*** EXERCISE INPUTS ***

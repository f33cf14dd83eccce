//! Byte-to-text decoding for fetched pages.

use encoding_rs::Encoding;
use encoding_rs::UTF_8;

const META_SNIFF_BYTES: usize = 1024;

/// Decodes a response body to text. A byte-order mark wins, then a
/// `<meta charset>` in the first kilobyte of markup, then the
/// `Content-Type` charset parameter, then UTF-8. Malformed sequences are
/// replaced rather than rejected.
pub fn decode_body(body: &[u8], content_type: &str) -> String {
    let encoding = sniff_charset(body, content_type)
        .and_then(|label| Encoding::for_label(label.as_bytes()))
        .unwrap_or(UTF_8);
    let (decoded, _, _) = encoding.decode(body);
    decoded.into_owned()
}

fn sniff_charset(body: &[u8], content_type: &str) -> Option<String> {
    let lowered = content_type.to_ascii_lowercase();
    let is_markup = lowered.is_empty()
        || lowered.contains("text/html")
        || lowered.contains("application/xhtml+xml");

    if is_markup && let Some(label) = meta_charset(body) {
        return Some(label);
    }

    content_type_charset(content_type)
}

fn content_type_charset(content_type: &str) -> Option<String> {
    content_type.split(';').skip(1).find_map(|parameter| {
        let (name, value) = parameter.split_once('=')?;
        if !name.trim().eq_ignore_ascii_case("charset") {
            return None;
        }
        let label = value.trim().trim_matches(['"', '\'']);
        (!label.is_empty()).then(|| label.to_owned())
    })
}

fn meta_charset(body: &[u8]) -> Option<String> {
    let prefix = String::from_utf8_lossy(&body[..body.len().min(META_SNIFF_BYTES)]);
    let lowered = prefix.to_ascii_lowercase();

    lowered.match_indices("charset=").find_map(|(index, marker)| {
        let rest = prefix[index + marker.len()..].trim_start();
        let rest = rest.trim_start_matches(['"', '\'']);
        let end = rest
            .find(|ch: char| ch.is_whitespace() || matches!(ch, '"' | '\'' | ';' | '>' | '/'))
            .unwrap_or(rest.len());
        let label = &rest[..end];
        (!label.is_empty()).then(|| label.to_owned())
    })
}
//! Networking for page navigation: URL canonicalization, HTTP/1.1 messages
//! and client, charset decoding, and the fetch/prefetch seams the router
//! depends on.

pub mod client;
pub mod decode;
pub mod fetch;
pub mod http;
pub mod tls;
pub mod url;

pub use client::Http11Client;
pub use client::HttpClientConfig;
pub use decode::decode_body;
pub use fetch::FetchFuture;
pub use fetch::FetchedPage;
pub use fetch::HttpPageFetcher;
pub use fetch::HttpPrefetcher;
pub use fetch::PageFetcher;
pub use fetch::Prefetcher;
pub use http::Header;
pub use http::HttpResponse;
pub use http::HttpStatusCode;
pub use tls::TrustStoreMode;
pub use url::PageUrl;
pub use url::Scheme;
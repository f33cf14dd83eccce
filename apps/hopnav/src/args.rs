use hop_net::PageUrl;
use std::path::PathBuf;

pub(crate) const USAGE: &str = "usage: hopnav [--config PATH] [--verbose] [--no-prefetch] \
[--transitions] [--single-flight] [--trust-store webpki|os] <start-url> [path|back|forward]...";

/// One scripted step after the start page loads.
#[derive(Debug, Clone, PartialEq, Eq)]
pub(crate) enum Step {
    Visit(String),
    Back,
    Forward,
}

#[derive(Debug, Clone, PartialEq, Eq)]
pub(crate) struct CliArgs {
    pub config: Option<PathBuf>,
    pub verbose: bool,
    pub no_prefetch: bool,
    pub transitions: bool,
    pub single_flight: bool,
    pub trust_store: Option<String>,
    pub start: PageUrl,
    pub steps: Vec<Step>,
}

pub(crate) fn parse_args(args: impl IntoIterator<Item = String>) -> Result<CliArgs, String> {
    let mut args = args.into_iter();
    let mut config = None;
    let mut verbose = false;
    let mut no_prefetch = false;
    let mut transitions = false;
    let mut single_flight = false;
    let mut trust_store = None;
    let mut positional = Vec::new();

    while let Some(arg) = args.next() {
        match arg.as_str() {
            "--config" => {
                let path = args
                    .next()
                    .ok_or_else(|| "missing path after --config".to_owned())?;
                config = Some(PathBuf::from(path));
            }
            "--trust-store" => {
                trust_store = Some(
                    args.next()
                        .ok_or_else(|| "missing mode after --trust-store".to_owned())?,
                );
            }
            "--verbose" | "-v" => verbose = true,
            "--no-prefetch" => no_prefetch = true,
            "--transitions" => transitions = true,
            "--single-flight" => single_flight = true,
            flag if flag.starts_with("--") => {
                return Err(format!("unknown flag `{flag}`\n{USAGE}"));
            }
            _ => positional.push(arg),
        }
    }

    let mut positional = positional.into_iter();
    let start = positional
        .next()
        .ok_or_else(|| format!("missing start URL\n{USAGE}"))?;
    let start = PageUrl::parse(&start).map_err(|error| error.to_string())?;
    let steps = positional
        .map(|step| match step.as_str() {
            "back" => Step::Back,
            "forward" => Step::Forward,
            _ => Step::Visit(step),
        })
        .collect();

    Ok(CliArgs {
        config,
        verbose,
        no_prefetch,
        transitions,
        single_flight,
        trust_store,
        start,
        steps,
    })
}
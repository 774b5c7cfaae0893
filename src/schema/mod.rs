mod base;
pub mod rows;
pub mod v1_to_v2;
pub mod v2_to_v3;
pub mod v3_to_v4;
pub mod v4_to_v5;
pub mod v5_to_v6;
pub mod v6_to_v7;
pub mod v7_to_v8;
pub mod v8_to_v9;
pub mod v9_to_v10;

#[cfg(test)]
pub(crate) mod fixtures;

use crate::error::KeyMapperError;
use rusqlite::Connection;

/// Function type for migration code that transforms data during schema upgrades.
pub type MigrationFn = fn(&Connection) -> Result<(), KeyMapperError>;

pub use base::CREATE_SCHEMA_SQL;

/// The schema version this build reads and writes.
pub const SCHEMA_VERSION: u32 = 10;

/// The oldest schema version that can be migrated.
pub const OLDEST_SCHEMA_VERSION: u32 = 1;

/// Migration descriptor supporting 3-phase migrations:
/// - pre_sql: SQL batch to run before Rust code (optional)
/// - code_fn: Rust function that rewrites the stored rows (optional)
/// - post_sql: SQL batch to run after Rust code (optional)
///
/// Every keymap migration rewrites JSON, so all of them carry a `code_fn`.
/// The schema version bump always lives in the last SQL phase.
pub struct Migration {
    pub from: u32,
    pub to: u32,
    pub pre_sql: Option<&'static str>,
    pub code_fn: Option<MigrationFn>,
    pub post_sql: Option<&'static str>,
}

impl Migration {
    /// A migration whose schema change fits in SQL around the row rewrite.
    pub const fn with_code(
        from: u32,
        pre_sql: Option<&'static str>,
        code_fn: MigrationFn,
        post_sql: &'static str,
    ) -> Self {
        Self {
            from,
            to: from + 1,
            pre_sql,
            code_fn: Some(code_fn),
            post_sql: Some(post_sql),
        }
    }
}

pub const MIGRATION_1_TO_2: Migration = Migration::with_code(
    1,
    Some(v1_to_v2::UPGRADE_1_TO_2_PRE_SQL),
    v1_to_v2::migrate_1_to_2,
    v1_to_v2::UPGRADE_1_TO_2_POST_SQL,
);
pub const MIGRATION_2_TO_3: Migration =
    Migration::with_code(2, None, v2_to_v3::migrate_2_to_3, v2_to_v3::UPGRADE_2_TO_3_POST_SQL);
pub const MIGRATION_3_TO_4: Migration =
    Migration::with_code(3, None, v3_to_v4::migrate_3_to_4, v3_to_v4::UPGRADE_3_TO_4_POST_SQL);
pub const MIGRATION_4_TO_5: Migration =
    Migration::with_code(4, None, v4_to_v5::migrate_4_to_5, v4_to_v5::UPGRADE_4_TO_5_POST_SQL);
pub const MIGRATION_5_TO_6: Migration =
    Migration::with_code(5, None, v5_to_v6::migrate_5_to_6, v5_to_v6::UPGRADE_5_TO_6_POST_SQL);
pub const MIGRATION_6_TO_7: Migration =
    Migration::with_code(6, None, v6_to_v7::migrate_6_to_7, v6_to_v7::UPGRADE_6_TO_7_POST_SQL);
pub const MIGRATION_7_TO_8: Migration =
    Migration::with_code(7, None, v7_to_v8::migrate_7_to_8, v7_to_v8::UPGRADE_7_TO_8_POST_SQL);
pub const MIGRATION_8_TO_9: Migration = Migration::with_code(
    8,
    Some(v8_to_v9::UPGRADE_8_TO_9_PRE_SQL),
    v8_to_v9::migrate_8_to_9,
    v8_to_v9::UPGRADE_8_TO_9_POST_SQL,
);
pub const MIGRATION_9_TO_10: Migration =
    Migration::with_code(9, None, v9_to_v10::migrate_9_to_10, v9_to_v10::UPGRADE_9_TO_10_POST_SQL);

/// The registered (n, n + 1) migration starting at `from`.
pub fn migration_for(from: u32) -> Option<&'static Migration> {
    match from {
        1 => Some(&MIGRATION_1_TO_2),
        2 => Some(&MIGRATION_2_TO_3),
        3 => Some(&MIGRATION_3_TO_4),
        4 => Some(&MIGRATION_4_TO_5),
        5 => Some(&MIGRATION_5_TO_6),
        6 => Some(&MIGRATION_6_TO_7),
        7 => Some(&MIGRATION_7_TO_8),
        8 => Some(&MIGRATION_8_TO_9),
        9 => Some(&MIGRATION_9_TO_10),
        _ => None,
    }
}
use crate::error::KeyMapperError;
use crate::model::{self, v2, v8};
use log::info;
use rusqlite::Connection;
use strum::{AsRefStr, EnumString};

use super::rows::{self, Columns, KeymapRow};

/// Schema Upgrade: Version 7 → 8
///
/// Constraint types are renamed to their lower case identifiers and the
/// untyped `data` payload becomes a named extra, so constraints with more than
/// one parameter can be stored the same way as actions.
pub const UPGRADE_7_TO_8_POST_SQL: &str = r#"
UPDATE meta SET value = '8' WHERE key = 'schema_version';
"#;

pub const EXTRA_PACKAGE_NAME: &str = "extra_package_name";
pub const EXTRA_BT_ADDRESS: &str = "extra_bluetooth_device_address";

/// Constraint types as stored up to version 7.
#[derive(Debug, Clone, Copy, PartialEq, Eq, EnumString, AsRefStr)]
#[strum(serialize_all = "SCREAMING_SNAKE_CASE")]
pub enum LegacyConstraintType {
    AppForeground,
    AppNotForeground,
    BtDeviceConnected,
    BtDeviceDisconnected,
    ScreenOn,
    ScreenOff,
}

/// Constraint types from version 8.
#[derive(Debug, Clone, Copy, PartialEq, Eq, EnumString, AsRefStr)]
#[strum(serialize_all = "snake_case")]
pub enum ConstraintType {
    AppForeground,
    AppNotForeground,
    BtDeviceConnected,
    BtDeviceDisconnected,
    ScreenOn,
    ScreenOff,
}

impl LegacyConstraintType {
    /// The new type and the extra its `data` payload moves into, if any.
    pub fn upgrade(self) -> (ConstraintType, Option<&'static str>) {
        match self {
            Self::AppForeground => (ConstraintType::AppForeground, Some(EXTRA_PACKAGE_NAME)),
            Self::AppNotForeground => (ConstraintType::AppNotForeground, Some(EXTRA_PACKAGE_NAME)),
            Self::BtDeviceConnected => (ConstraintType::BtDeviceConnected, Some(EXTRA_BT_ADDRESS)),
            Self::BtDeviceDisconnected => (ConstraintType::BtDeviceDisconnected, Some(EXTRA_BT_ADDRESS)),
            Self::ScreenOn => (ConstraintType::ScreenOn, None),
            Self::ScreenOff => (ConstraintType::ScreenOff, None),
        }
    }
}

pub fn migrate_7_to_8(conn: &Connection) -> Result<(), KeyMapperError> {
    let count = rows::rewrite_keymaps(conn, Columns::Base, transform)?;
    info!("Migration 7→8: Converted the constraints of {} keymaps", count);
    Ok(())
}

pub fn transform(row: KeymapRow) -> Result<KeymapRow, KeyMapperError> {
    let old: Vec<v2::Constraint> = model::decode(row.id, "constraint_list", &row.constraint_list)?;

    let constraints = old
        .into_iter()
        .map(|c| convert_constraint(row.id, c))
        .collect::<Result<Vec<_>, _>>()?;

    Ok(KeymapRow {
        constraint_list: model::encode(&constraints)?,
        ..row
    })
}

fn convert_constraint(row_id: i64, old: v2::Constraint) -> Result<v8::Constraint, KeyMapperError> {
    let legacy_type: LegacyConstraintType = old.constraint_type.parse().map_err(|_| {
        KeyMapperError::transformation(
            row_id,
            format!("unknown constraint type '{}'", old.constraint_type),
        )
    })?;

    let (new_type, payload_extra) = legacy_type.upgrade();

    let mut extras = Vec::with_capacity(old.extras.len() + 1);
    if let Some(extra_id) = payload_extra {
        if old.data.is_empty() {
            return Err(KeyMapperError::transformation(
                row_id,
                format!("{} constraint has no payload", legacy_type.as_ref()),
            ));
        }
        extras.push(v2::Extra::new(extra_id, old.data));
    }
    extras.extend(old.extras);

    Ok(v8::Constraint {
        constraint_type: new_type.as_ref().to_owned(),
        extras,
    })
}

#[cfg(test)]
mod tests {
    use super::*;
    use crate::migration::migrate;
    use crate::schema::fixtures::{self, Expected};

    const TRIGGER: &str = r#"{"extras":[],"flags":0,"keys":[],"mode":2}"#;

    #[test]
    fn test_migrate_7_to_8_moves_payloads_into_extras() {
        let before = r#"[
            {"type":"APP_FOREGROUND","data":"com.android.chrome","extras":[]},
            {"type":"BT_DEVICE_CONNECTED","data":"00:11:22:33:44:55","extras":[{"id":"extra_bluetooth_device_name","data":"Headphones"}]},
            {"type":"SCREEN_OFF","data":"","extras":[]}
        ]"#;
        let after = r#"[
            {"type":"app_foreground","extras":[{"id":"extra_package_name","data":"com.android.chrome"}]},
            {"type":"bt_device_connected","extras":[{"id":"extra_bluetooth_device_address","data":"00:11:22:33:44:55"},{"id":"extra_bluetooth_device_name","data":"Headphones"}]},
            {"type":"screen_off","extras":[]}
        ]"#;

        let mut conn = fixtures::legacy_connection(7);
        fixtures::insert_keymap(&conn, 1, TRIGGER, "[]", before, 0);
        fixtures::insert_keymap(&conn, 2, TRIGGER, "[]", "[]", 0);

        migrate(&mut conn, 7, 8).unwrap();

        fixtures::assert_keymaps(
            &conn,
            &[
                Expected::v2(1, TRIGGER, "[]", after, 1, 0, None),
                Expected::v2(2, TRIGGER, "[]", "[]", 1, 0, None),
            ],
        );
    }

    #[test]
    fn test_type_names_round_trip_through_strum() {
        assert_eq!(
            "APP_NOT_FOREGROUND".parse::<LegacyConstraintType>().unwrap(),
            LegacyConstraintType::AppNotForeground
        );
        assert_eq!(ConstraintType::BtDeviceDisconnected.as_ref(), "bt_device_disconnected");
        assert!("app_foreground".parse::<LegacyConstraintType>().is_err());
    }

    #[test]
    fn test_unknown_constraint_type_is_rejected() {
        let mut row = fixtures::keymap_row(5, TRIGGER, "[]", 0);
        row.constraint_list = r#"[{"type":"WIFI_CONNECTED","data":"home","extras":[]}]"#.to_owned();
        assert!(matches!(
            transform(row).unwrap_err(),
            KeyMapperError::TransformationError { row_id: 5, .. }
        ));
    }

    #[test]
    fn test_missing_payload_is_rejected() {
        let mut row = fixtures::keymap_row(6, TRIGGER, "[]", 0);
        row.constraint_list = r#"[{"type":"APP_FOREGROUND","data":"","extras":[]}]"#.to_owned();
        assert!(matches!(
            transform(row).unwrap_err(),
            KeyMapperError::TransformationError { row_id: 6, .. }
        ));
    }
}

*** End of EXERCISE INPUTS ***

• **REQUIRED WORK**: Gather each line from the listing above that holds "push".

• **ANSWER SECTION**:
            _ => positional.push(arg),
        extras.push(v2::Extra::new(extra_id, old.data));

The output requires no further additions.